In death, she saved about 50% of funeral costs! Kate would have been proud of that.

But she was not here for me to tell her the good news.

Often, she would reach out to complete strangers – always willing to help sort out their thorny relationships.

One time when on vacation in Coeur d’Alene, Idaho she disappeared.

We had left her in a Borders bookstore while we went to a silver-mine museum.

She was not there when we returned.

We were frantic.

We could not find her anywhere.

She was vulnerable: blind and carrying an oxygen tank.

Somehow, she had met a woman from Canmore who was married to an American man who was abusive.

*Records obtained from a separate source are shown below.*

//! Decompile and disassemble command implementations.

use super::Session;
use super::release_id;
use crate::cli::FileArgs;
use crate::error::add_context;
use crate::output::OutputFormatter;
use anyhow::Result;
use inspector_core::formats::ArchiveSource;

/// Which external tool to run.
#[derive(Debug, Clone, Copy, PartialEq, Eq)]
pub enum Mode {
    Decompile,
    Disassemble,
}

impl Mode {
    const fn operation(self) -> &'static str {
        match self {
            Self::Decompile => "decompile",
            Self::Disassemble => "disassemble",
        }
    }
}

pub async fn execute(
    args: &FileArgs,
    mode: Mode,
    session: &Session,
    formatter: &dyn OutputFormatter,
) -> Result<()> {
    let id = release_id(&args.release);
    let filename = id.filename();
    let distribution = session.open(&id).await?;
    let bytecode = add_context(distribution.read(&args.path), &filename)?;

    let decompiler = session.decompiler();
    let output = match mode {
        Mode::Decompile => decompiler.decompile(&bytecode).await,
        Mode::Disassemble => decompiler.disassemble(&bytecode).await,
    };
    let output = add_context(output, &args.path)?;

    formatter.format_tool_output(mode.operation(), &args.path, &output)
}

#[cfg(test)]
mod tests {
    use super::*;

    #[test]
    fn test_mode_operation() {
        assert_eq!(Mode::Decompile.operation(), "decompile");
        assert_eq!(Mode::Disassemble.operation(), "disassemble");
    }
}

Kate was helping her make an safety plan to escape back to Canada.

Best Friend and Goodbye

Kate was a friend to so many people.

She spread her compassion, her insight and her wisdom to friends and clients alike.

She was a wonderful mother to our kids, as well as a good daughter and sister.

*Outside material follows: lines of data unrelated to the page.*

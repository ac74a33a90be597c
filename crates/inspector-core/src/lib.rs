//! Remote package distribution inspection.
//!
//! `inspector-core` lets a reviewer browse a package's releases and look
//! inside its distribution archives without unpacking them to disk:
//!
//! - [`version`]: legacy-tolerant version ordering
//! - [`formats`]: uniform `list`/`read` over zip, tar.gz and nested tar
//! - [`cache`]: single-flight, bounded cache of downloaded distributions
//! - [`analysis`]: per-file forensic findings (digest, entropy, bytecode)
//! - [`decompile`]: external decompiler and disassembler wrapper
//!
//! # Examples
//!
//! ```no_run
//! use inspector_core::DistributionCache;
//! use inspector_core::DistributionId;
//! use inspector_core::HttpFetcher;
//! use inspector_core::InspectorConfig;
//! use inspector_core::analysis;
//!
//! # async fn run() -> Result<(), Box<dyn std::error::Error>> {
//! let config = InspectorConfig::default();
//! let cache = DistributionCache::new(HttpFetcher::new(&config.fetch)?, &config.cache);
//!
//! let id = DistributionId::new("rake", "13.0.6");
//! let base = config.registry.download_base.clone();
//! if let Some(gem) = cache
//!     .get_or_fetch(&id.cache_key(), &id.filename(), || id.download_url(&base))
//!     .await?
//! {
//!     for finding in analysis::analyze(&*gem, "data.tar.gz/lib/rake.rb", &config.analysis)? {
//!         println!("{}: {:?}", finding.label, finding.value);
//!     }
//! }
//! # Ok(())
//! # }
//! ```

#![deny(unsafe_code)]
#![warn(missing_docs)]

pub mod analysis;
pub mod archive;
pub mod cache;
pub mod config;
pub mod decompile;
pub mod distribution;
pub mod error;
pub mod fetch;
pub mod formats;
pub mod registry;
pub mod report;
pub mod version;
pub mod view;

#[cfg(any(test, feature = "test-utils"))]
pub mod test_utils;

// Re-export main API types
pub use archive::Distribution;
pub use cache::DistributionCache;
pub use config::AnalysisConfig;
pub use config::CacheConfig;
pub use config::FetchConfig;
pub use config::InspectorConfig;
pub use config::RegistryConfig;
pub use config::ToolConfig;
pub use decompile::Decompiler;
pub use distribution::DistributionId;
pub use error::InspectError;
pub use error::Result;
pub use fetch::Fetch;
pub use fetch::HttpFetcher;
pub use fetch::fetch_and_open;
pub use registry::RegistryClient;
pub use version::VersionKey;
pub use view::FileContents;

I chose the readings and hymns to reflect Kate’s character.

The opening hymn is about creating heaven on Earth.

Kate built a little bit of heaven on Earth with so many of the people that she met and worked with as reflected in the testimonials.

She lived by the golden rule – she loved her neighbour as herself – perhaps too much.

As per the epistle of St. Paul, She fought the good fight.

She kept the faith.

She has finished the race.

Now it is time for her to be raised up with God.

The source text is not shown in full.